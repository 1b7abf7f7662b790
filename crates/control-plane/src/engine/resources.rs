//! Configuration-time resource search.
//!
//! Dynamic fields offer choices fetched from the third-party app through
//! the integration. When the app requires auth and the integration is
//! missing or not active, the search is refused without calling the source.

use funnelflow_actions::{ActionError, IntegrationClient, Registry, ResourceOption};
use serde::{Deserialize, Serialize};
use std::sync::Arc;
use std::time::Duration;

use super::clients::ClientProvider;
use super::throttle::IntegrationThrottle;
use crate::store::{Store, StoreResult};

#[derive(Debug, Clone, Copy, PartialEq, Eq, Serialize, Deserialize)]
#[serde(rename_all = "lowercase")]
pub enum ResourceStatus {
    Ok,
    /// Refused before calling the app.
    Unavailable,
    /// The app was called and answered with an error.
    Error,
}

/// Result of one field's search.
#[derive(Debug, Clone, PartialEq, Serialize, Deserialize)]
pub struct ResourceResult {
    pub field: String,
    pub status: ResourceStatus,
    pub options: Vec<ResourceOption>,
    #[serde(skip_serializing_if = "Option::is_none")]
    pub message: Option<String>,
}

impl ResourceResult {
    fn ok(field: &str, options: Vec<ResourceOption>) -> Self {
        Self {
            field: field.to_string(),
            status: ResourceStatus::Ok,
            options,
            message: None,
        }
    }

    fn unavailable(field: &str, message: String) -> Self {
        Self {
            field: field.to_string(),
            status: ResourceStatus::Unavailable,
            options: Vec::new(),
            message: Some(message),
        }
    }

    fn error(field: &str, message: String) -> Self {
        Self {
            field: field.to_string(),
            status: ResourceStatus::Error,
            options: Vec::new(),
            message: Some(message),
        }
    }
}

/// One field of a batch search.
#[derive(Debug, Clone, Serialize, Deserialize)]
pub struct FieldSearch {
    pub field: String,
    pub resource_key: String,
    #[serde(default)]
    pub query: String,
}

/// `POST /discovered/resources/search`.
#[derive(Debug, Clone, Serialize, Deserialize)]
pub struct ResourceSearchRequest {
    pub app_key: String,
    #[serde(default)]
    pub integration_id: Option<i64>,
    pub fields: Vec<FieldSearch>,
}

#[derive(Debug, Clone, Serialize, Deserialize)]
pub struct ResourceSearchResponse {
    pub results: Vec<ResourceResult>,
}

#[derive(Clone)]
pub struct ResourceResolver {
    store: Arc<dyn Store>,
    registry: Arc<Registry>,
    clients: Arc<dyn ClientProvider>,
    throttle: IntegrationThrottle,
    timeout: Duration,
}

/// Client lookup outcome for a batch.
enum Access {
    Client(Option<Arc<dyn IntegrationClient>>),
    Refused(String),
}

impl ResourceResolver {
    pub fn new(
        store: Arc<dyn Store>,
        registry: Arc<Registry>,
        clients: Arc<dyn ClientProvider>,
        throttle: IntegrationThrottle,
        timeout: Duration,
    ) -> Self {
        Self {
            store,
            registry,
            clients,
            throttle,
            timeout,
        }
    }

    async fn access(&self, app_key: &str, integration_id: Option<i64>) -> StoreResult<Access> {
        let requires_auth = self
            .registry
            .app(app_key)
            .is_some_and(|app| app.requires_auth);

        let integration = match integration_id {
            Some(id) => self.store.get_integration(id).await?,
            None => None,
        };

        let integration = match integration {
            Some(i) if i.app_key != app_key => {
                return Ok(Access::Refused(format!(
                    "Integration {} belongs to '{}', not '{app_key}'",
                    i.id, i.app_key
                )))
            }
            Some(i) if i.is_active() => i,
            Some(i) if requires_auth => {
                return Ok(Access::Refused(format!(
                    "Integration {} is {}; reconnect it to load choices",
                    i.id,
                    i.state.as_str()
                )))
            }
            None if requires_auth => {
                return Ok(Access::Refused(format!(
                    "Connect an integration for '{app_key}' to load choices"
                )))
            }
            _ => return Ok(Access::Client(None)),
        };

        match self.clients.client(&integration).await {
            Ok(client) => Ok(Access::Client(Some(client))),
            Err(e) if requires_auth => Ok(Access::Refused(e.to_string())),
            Err(e) => {
                tracing::warn!(integration_id = integration.id, error = %e, "Integration client unavailable");
                Ok(Access::Client(None))
            }
        }
    }

    /// Search one resource.
    pub async fn search(
        &self,
        app_key: &str,
        resource_key: &str,
        integration_id: Option<i64>,
        query: &str,
    ) -> StoreResult<ResourceResult> {
        let request = ResourceSearchRequest {
            app_key: app_key.to_string(),
            integration_id,
            fields: vec![FieldSearch {
                field: resource_key.to_string(),
                resource_key: resource_key.to_string(),
                query: query.to_string(),
            }],
        };
        let mut response = self.search_batch(&request).await?;
        Ok(response.results.remove(0))
    }

    /// Search every field of `request`; each field gets its own result.
    pub async fn search_batch(
        &self,
        request: &ResourceSearchRequest,
    ) -> StoreResult<ResourceSearchResponse> {
        let access = self.access(&request.app_key, request.integration_id).await?;
        let client = match access {
            Access::Refused(message) => {
                tracing::info!(
                    app_key = %request.app_key,
                    integration_id = ?request.integration_id,
                    reason = %message,
                    "Resource search refused"
                );
                let results = request
                    .fields
                    .iter()
                    .map(|f| ResourceResult::unavailable(&f.field, message.clone()))
                    .collect();
                return Ok(ResourceSearchResponse { results });
            }
            Access::Client(client) => client,
        };

        let mut results = Vec::with_capacity(request.fields.len());
        for field in &request.fields {
            let Some(source) = self.registry.resource(&request.app_key, &field.resource_key) else {
                results.push(ResourceResult::error(
                    &field.field,
                    format!("Unknown resource '{}.{}'", request.app_key, field.resource_key),
                ));
                continue;
            };

            let timeout = self.timeout;
            let outcome = self
                .throttle
                .run(request.integration_id, async {
                    match tokio::time::timeout(timeout, source.search(&field.query, client.as_deref())).await {
                        Ok(result) => result,
                        Err(_) => Err(ActionError::Timeout(timeout.as_millis() as u64)),
                    }
                })
                .await;

            results.push(match outcome {
                Ok(options) => ResourceResult::ok(&field.field, options),
                Err(e) => {
                    tracing::warn!(
                        app_key = %request.app_key,
                        resource_key = %field.resource_key,
                        error = %e,
                        "Resource search failed"
                    );
                    ResourceResult::error(&field.field, e.to_string())
                }
            });
        }
        Ok(ResourceSearchResponse { results })
    }
}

◆ Instructions for the task
The answer must be every line of the data that holds the word "throttle".

◆ Exercise response
use super::throttle::IntegrationThrottle;
    throttle: IntegrationThrottle,
        throttle: IntegrationThrottle,
            throttle,
                .throttle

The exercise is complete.